### Exercise description
Word for word, restate each of the records below.

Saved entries
- - -

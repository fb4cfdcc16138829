use axum::{
    Extension, Json,
    extract::{Path, State},
    http::StatusCode,
    response::IntoResponse,
};
use uuid::Uuid;

use quill_core::mutations;
use quill_core::read_model;
use quill_core::session::AuthorizedContext;
use quill_types::api::UserPatch;

use crate::auth::AppState;
use crate::blocking;
use crate::error::ApiError;

/// Public user page: profile, posts, comments-with-post-titles. Never the
/// email or credentials.
pub async fn get_user(
    State(state): State<AppState>,
    Path(user_id): Path<Uuid>,
) -> Result<impl IntoResponse, ApiError> {
    let page = blocking(move || read_model::user_profile(&state.db, user_id)).await?;
    Ok(Json(page))
}

pub async fn update_user(
    State(state): State<AppState>,
    Path(user_id): Path<Uuid>,
    Extension(ctx): Extension<AuthorizedContext>,
    Json(patch): Json<UserPatch>,
) -> Result<impl IntoResponse, ApiError> {
    if let Some(password) = &patch.password {
        if password.len() < 8 {
            return Err(ApiError::BadRequest("password must be at least 8 characters"));
        }
    }

    let user = blocking(move || mutations::update_user(&state.db, &ctx, user_id, patch)).await?;
    Ok(Json(user))
}

pub async fn delete_user(
    State(state): State<AppState>,
    Path(user_id): Path<Uuid>,
    Extension(ctx): Extension<AuthorizedContext>,
) -> Result<impl IntoResponse, ApiError> {
    blocking(move || mutations::delete_user(&state.db, &ctx, user_id)).await?;
    Ok(StatusCode::NO_CONTENT)
}
use axum::{
    Extension, Json,
    extract::{Path, State},
    http::StatusCode,
    response::IntoResponse,
};
use uuid::Uuid;

use quill_core::read_model::{self, PostFilter};
use quill_core::session::AuthorizedContext;
use quill_core::mutations;
use quill_types::api::{CreatePostRequest, PostPatch};

use crate::auth::AppState;
use crate::blocking;
use crate::error::ApiError;

pub async fn list_posts(State(state): State<AppState>) -> Result<impl IntoResponse, ApiError> {
    let posts = blocking(move || read_model::list_posts(&state.db, PostFilter::default())).await?;
    Ok(Json(posts))
}

pub async fn get_post(
    State(state): State<AppState>,
    Path(post_id): Path<Uuid>,
) -> Result<impl IntoResponse, ApiError> {
    let post = blocking(move || read_model::get_post(&state.db, post_id)).await?;
    Ok(Json(post))
}

pub async fn create_post(
    State(state): State<AppState>,
    Extension(ctx): Extension<AuthorizedContext>,
    Json(req): Json<CreatePostRequest>,
) -> Result<impl IntoResponse, ApiError> {
    if req.title.trim().is_empty() {
        return Err(ApiError::BadRequest("title must not be empty"));
    }

    let post = blocking(move || mutations::create_post(&state.db, &ctx, req)).await?;
    Ok((StatusCode::CREATED, Json(post)))
}

pub async fn update_post(
    State(state): State<AppState>,
    Path(post_id): Path<Uuid>,
    Extension(ctx): Extension<AuthorizedContext>,
    Json(patch): Json<PostPatch>,
) -> Result<impl IntoResponse, ApiError> {
    let post = blocking(move || mutations::update_post(&state.db, &ctx, post_id, patch)).await?;
    Ok(Json(post))
}

pub async fn delete_post(
    State(state): State<AppState>,
    Path(post_id): Path<Uuid>,
    Extension(ctx): Extension<AuthorizedContext>,
) -> Result<impl IntoResponse, ApiError> {
    blocking(move || mutations::delete_post(&state.db, &ctx, post_id)).await?;
    Ok(StatusCode::NO_CONTENT)
}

- - -

### Answer space
repository fb4cfdcc16138829
use axum::{
    Extension, Json,
    extract::{Path, State},
    http::StatusCode,
    response::IntoResponse,
};
use uuid::Uuid;

use quill_core::mutations;
use quill_core::read_model;
use quill_core::session::AuthorizedContext;
use quill_types::api::UserPatch;

use crate::auth::AppState;
use crate::blocking;
use crate::error::ApiError;

/// Public user page: profile, posts, comments-with-post-titles. Never the
/// email or credentials.
pub async fn get_user(
    State(state): State<AppState>,
    Path(user_id): Path<Uuid>,
) -> Result<impl IntoResponse, ApiError> {
    let page = blocking(move || read_model::user_profile(&state.db, user_id)).await?;
    Ok(Json(page))
}

pub async fn update_user(
    State(state): State<AppState>,
    Path(user_id): Path<Uuid>,
    Extension(ctx): Extension<AuthorizedContext>,
    Json(patch): Json<UserPatch>,
) -> Result<impl IntoResponse, ApiError> {
    if let Some(password) = &patch.password {
        if password.len() < 8 {
            return Err(ApiError::BadRequest("password must be at least 8 characters"));
        }
    }

    let user = blocking(move || mutations::update_user(&state.db, &ctx, user_id, patch)).await?;
    Ok(Json(user))
}

pub async fn delete_user(
    State(state): State<AppState>,
    Path(user_id): Path<Uuid>,
    Extension(ctx): Extension<AuthorizedContext>,
) -> Result<impl IntoResponse, ApiError> {
    blocking(move || mutations::delete_user(&state.db, &ctx, user_id)).await?;
    Ok(StatusCode::NO_CONTENT)
}
use axum::{
    Extension, Json,
    extract::{Path, State},
    http::StatusCode,
    response::IntoResponse,
};
use uuid::Uuid;

use quill_core::read_model::{self, PostFilter};
use quill_core::session::AuthorizedContext;
use quill_core::mutations;
use quill_types::api::{CreatePostRequest, PostPatch};

use crate::auth::AppState;
use crate::blocking;
use crate::error::ApiError;

pub async fn list_posts(State(state): State<AppState>) -> Result<impl IntoResponse, ApiError> {
    let posts = blocking(move || read_model::list_posts(&state.db, PostFilter::default())).await?;
    Ok(Json(posts))
}

pub async fn get_post(
    State(state): State<AppState>,
    Path(post_id): Path<Uuid>,
) -> Result<impl IntoResponse, ApiError> {
    let post = blocking(move || read_model::get_post(&state.db, post_id)).await?;
    Ok(Json(post))
}

pub async fn create_post(
    State(state): State<AppState>,
    Extension(ctx): Extension<AuthorizedContext>,
    Json(req): Json<CreatePostRequest>,
) -> Result<impl IntoResponse, ApiError> {
    if req.title.trim().is_empty() {
        return Err(ApiError::BadRequest("title must not be empty"));
    }

    let post = blocking(move || mutations::create_post(&state.db, &ctx, req)).await?;
    Ok((StatusCode::CREATED, Json(post)))
}

pub async fn update_post(
    State(state): State<AppState>,
    Path(post_id): Path<Uuid>,
    Extension(ctx): Extension<AuthorizedContext>,
    Json(patch): Json<PostPatch>,
) -> Result<impl IntoResponse, ApiError> {
    let post = blocking(move || mutations::update_post(&state.db, &ctx, post_id, patch)).await?;
    Ok(Json(post))
}

pub async fn delete_post(
    State(state): State<AppState>,
    Path(post_id): Path<Uuid>,
    Extension(ctx): Extension<AuthorizedContext>,
) -> Result<impl IntoResponse, ApiError> {
    blocking(move || mutations::delete_post(&state.db, &ctx, post_id)).await?;
    Ok(StatusCode::NO_CONTENT)
}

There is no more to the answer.